Mark respondió enfurecido.
—¡No te atrevas a levantarme la voz y a hablarme como si yo fuera el pecador, jovencita! Vas a afrontar la consecuencia de tus actos y lo harás sin que nosotros te rescatemos.
Mark, después de tanto gritar, se calmó un poco Bajó la mirada, y con una lágrima en los ojos y un tono de decepción, le dijo a su esposa:
—Vámonos, Diana —en ese momento se percató de su otra hija, que estaba ahí petrificada sin poder creer lo que estaba pasando. Su padre la volteó a ver y calmadamente se dirigió a ella—. Hija, tú puedes hacer lo que quieras. Tú no has hecho nada malo.
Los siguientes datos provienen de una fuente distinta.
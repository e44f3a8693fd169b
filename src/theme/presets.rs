use super::ThemeConfig;

const PRESETS: [(&str, &str); 3] = [
    (
        "nebula-tech",
        include_str!("../../assets/themes/nebula-tech.json"),
    ),
    ("soft-glow", include_str!("../../assets/themes/soft-glow.json")),
    (
        "minimal-pulse",
        include_str!("../../assets/themes/minimal-pulse.json"),
    ),
];

/// Names of the bundled themes.
pub fn names() -> impl Iterator<Item = &'static str> {
    PRESETS.iter().map(|(name, _)| *name)
}

/// Decode a bundled theme by name.
pub fn builtin(name: &str) -> Option<ThemeConfig> {
    let (_, source) = PRESETS.iter().find(|(n, _)| *n == name)?;
    match ThemeConfig::from_json_str(source) {
        Ok(theme) => Some(theme),
        Err(e) => {
            log::error!("bundled theme {name} failed to parse: {e}");
            None
        }
    }
}

/// Every bundled theme, in declaration order.
pub fn all() -> Vec<ThemeConfig> {
    names().filter_map(builtin).collect()
}

#[cfg(test)]
mod tests {
    use std::collections::HashSet;

    use super::*;
    use crate::theme::{hex_to_rgb, Priority, SectionFallback, ShaderParams};

    #[test]
    fn every_preset_parses_and_names_match() {
        let themes = all();
        assert_eq!(themes.len(), 3);
        for (theme, name) in themes.iter().zip(names()) {
            assert_eq!(theme.name, name);
            assert!(!theme.description.is_empty());
        }
        assert!(builtin("does-not-exist").is_none());
    }

    #[test]
    fn palettes_are_valid_hex_with_distinct_backgrounds() {
        let themes = all();
        for theme in &themes {
            let c = &theme.colors;
            for hex in [
                &c.primary,
                &c.secondary,
                &c.accent,
                &c.background,
                &c.foreground,
            ] {
                assert!(hex_to_rgb(hex).is_some(), "{}: bad colour {hex}", theme.name);
            }
        }
        let backgrounds: HashSet<_> =
            themes.iter().map(|t| t.colors.background.as_str()).collect();
        assert_eq!(backgrounds.len(), themes.len());
    }

    #[test]
    fn heroes_are_high_priority_with_css_fallbacks() {
        for theme in all() {
            let hero = theme.section("hero").unwrap();
            assert_eq!(hero.priority, Priority::High, "{}", theme.name);
            let SectionFallback::Css { value } = &hero.fallback else {
                panic!("{}: hero needs a CSS fallback", theme.name);
            };
            assert!(!value.is_empty());
        }
    }

    #[test]
    fn budgets_shrink_with_restraint() {
        let budgets: Vec<_> = all()
            .iter()
            .map(|t| t.performance.max_shader_instances)
            .collect();
        assert_eq!(budgets, vec![4, 3, 2]);
    }

    #[test]
    fn preset_characters() {
        let nebula = builtin("nebula-tech").unwrap();
        assert!(matches!(
            nebula.section("hero").unwrap().params,
            ShaderParams::MeshGradient(_)
        ));
        assert!(matches!(
            nebula.section("features").unwrap().params,
            ShaderParams::GlowOrb(_)
        ));
        assert!(matches!(
            nebula.section("footer").unwrap().params,
            ShaderParams::NoiseGrain(_)
        ));

        let soft = builtin("soft-glow").unwrap();
        let ShaderParams::MeshGradient(hero) = soft.section("hero").unwrap().params
        else {
            panic!("soft-glow hero should be a mesh gradient");
        };
        assert!(hero.distortion < 1.0);

        let minimal = builtin("minimal-pulse").unwrap();
        let ShaderParams::GlowOrb(orb) = minimal.section("hero").unwrap().params
        else {
            panic!("minimal-pulse hero should be a glow orb");
        };
        assert!(orb.intensity < 0.5);
    }
}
Diana, tragando saliva, dijo lentamente.
—Me voy a quedar con mi hermana.
—Pues bien —atajó Mark viendo a su esposa y con mucha firmeza—. ¡Vámonos!
—Mark, ten un poco de compasión, por el amor de Dios —dijo su esposa llorando.
—¡Vámonos! —respondió, y le lanzó la mirada más severa que pudo a su mujer.
Diana, quien no podía dejar de llorar, abrazó a su hija y, llenándola de besos, le susurró al oído:
—Felicidades, mi amor. ¡Vas a ser mamá y yo abuela! Te sucederá una de las dos mejores cosas que me han sucedido en mi vida. No te preocupes, que todo al final va a estar bien. Te amo, mi niña preciosa.
—¡Diana! —interrumpió el grito de Mark, mientras ella besaba a su hija para al fin marcharse con su esposo.
Del otro lado de la cortina se escuchaban todavía las palabras dolidas del papá, que exclamaba:
—¡Tiene que aprender esa niña, Diana, tiene que aprender! No lo puedo creer.